Industrial biotechnology becomes a key competitive factor
Industrial biotechnology is established since decades in producing diverse products such as enzymes, amino acids, enantiomerically pure pharma-actives and more (Haas et al., 2010). However, in spite of these successful examples biotechnology still plays a minor role in the chemical industry, accounting for only 3-6% of the global sales volume. It is more or less only successful in those niches where petro-chemistry does not work: enzymes and enantiomerically pure products are simply not available by chemical synthesis. This limitation is going to be cleared away through modern biotechnology. Beside the products already mentioned before, non-natural chemicals will be also available. They will be the future precursors in procedures combining biotechnology and chemical synthesis.
Bio-/chemical processes will be the crucial building block of the future production system sweeping the entire industry. It is the vision of an industry predominantly based on raw materials, which recycles auxiliary and end products. A core element of this vision, as unanimously supported by the European Union as Knowledge-Based Bio-Economy (KBBE) and by the German government as BioÖkonomie, is industrial biotechnology (Research DG, 2005; King & Hagan, 2010). Accelerating this development needs more joint and strong efforts of industry and academia in pushing the recently emerging synthetic biotechnology, improving continuous processes, reducing downstream processing costs and integrating biotechnological and synthetic process steps. While reaching commercial success through early R&D is not guaranteed, public support is necessary and already given. However, public funding should take even more consideration of industrial relevance, including projects that are close to the commercialization stage, such as pilot plants.
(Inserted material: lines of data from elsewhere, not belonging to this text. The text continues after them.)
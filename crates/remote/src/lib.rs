//! Client for the Mastodon-compatible REST API of remote instances.
//!
//! This crate is the only place that talks to remote servers:
//!
//! - **Instances**: normalised origin URLs via [`Instance`]
//! - **Capability**: the [`MastodonApi`] trait used by core services
//! - **HTTP**: [`HttpMastodonClient`], a `reqwest` implementation with bounded timeouts
//! - **Types**: applications, tokens, statuses and timeline pages
//!
//! With the `test-utils` feature, [`mock::MockMastodonApi`] records calls
//! instead of making them.

pub mod api;
pub mod client;
pub mod instance;
#[cfg(any(test, feature = "test-utils"))]
pub mod mock;
pub mod types;

pub use api::MastodonApi;
pub use client::{HttpMastodonClient, RemoteClientError};
pub use instance::{Instance, InstanceError};
pub use types::{
    AccessToken, Account, AppRegistration, Application, MediaAttachment, NewStatus, Status,
    Timeline, TimelinePage, Visibility, authorization_url,
};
At this point the future feedstock market needs to be discussed. When the chemical industry enters the agricultural market it will compete with producers of food, feed, fibers, rubber, and increasingly bio-energy. Therefore the chemical industry is eager to explore alternatives to agricultural feedstock like lignocellulosic agricultural waste and wood. Providing commercial solutions in this field is another common and urgent challenge to academic and industrial process development.
Incorporating the perspective of the European chemical industry regarding the competitive availability of renewable feedstock is of particular relevance. With Europe’s limited agricultural area its industry will largely depend on imports from countries and regions, such as the US, Brazil, South-East Asia and Russia (King & Hagan, 2010). When the future trend of producing bulk precursors from renewable carbon sources for chemical applications is gaining momentum, such production units may be most competitive in those regions. Therefore, European chemical sites, with no renewable carbon resources nearby, are forced to focus continuously on the competitiveness of their processes and a sustained pipeline of value-adding products. In some way industrial biotechnology is an innovation driver itself: the more successfully it achieves industrial transformation of renewable feedstock, the more it becomes a critical competitive factor.
Establishing industrial biotechnology is an extremely complex issue. Numerous hurdles need to be overcome. Questions of science (synthetic biology), technology (integration of biotech- and synthetic process steps), feedstock availability (infrastructure), politics (legislative framework), training (academic and technical staff) and public acceptance need to be answered. However, the biggest challenge may arise from the development of a new, agricultural and silvicultural value chain reaching from feedstock- and biochemical transformation to consumer industries (Figure 1, Kircher, 2006).
It is obvious that walking this way alone is too challenging even for big companies. To be successful, industries need access to scientific, technical and business competencies in all steps of the value chain. Therefore, in Germany the cluster CLIB2021, (Cluster industrielle Biotechnologie 2021 e.V.), supported by the German Federal Ministry of Education and Research (BMBF) and the Ministry of Innovation, Science and Research of the German state of NRW (MIWF), has been founded.
Today this type of cluster-forming is widely perceived to be most promising in paving the way to the KBBE. Recently, the European Commission acknowledged 3 European clusters as role models: the Bio-Hub in France, the BE-Basic in the Netherlands and the CLIB2021 in Germany (Research DG, 2005). Through partnering along the biotechnological value chain, such organized clusters are crucial in winning the global competition in industrial biotechnology. All academic, industrial and financing stakeholders should join. The time is right now!
References
Albrecht J., Carrez D., Cunningham P., Daroda L.,Mancia R.,Máthé L., Raschka A., CarusM., Pietrowski St. (2010): The Knowledge Based Bio-Economy in Europe (KBBE): Achievements and Challenges, European Commission, p. 37-42.
BMBF (2010): National Research Strategy BioEconomy 2030.
Haas Th., Kircher M., Köhler T., Wich G., Schörken U., Hagen R., (2010): White Biotechnology, R. Höfer (ed.) Sustainable Solutions for Modern Economics. RSC Green Chemistry Series, 12, p.436-474.
King D., Hagan A., (2010): The Future of Industrial Biorefineries, World Economic Forum, 21.
Kircher, M. (2006): Biotechnology: Ready to Partner and Invest, Biotechnol. J., 1, p.787-784 (modified).
Research DG (2005): New Perspectives on the Knowledge-Based Bio-Economy, EU Commission, p. 1-19.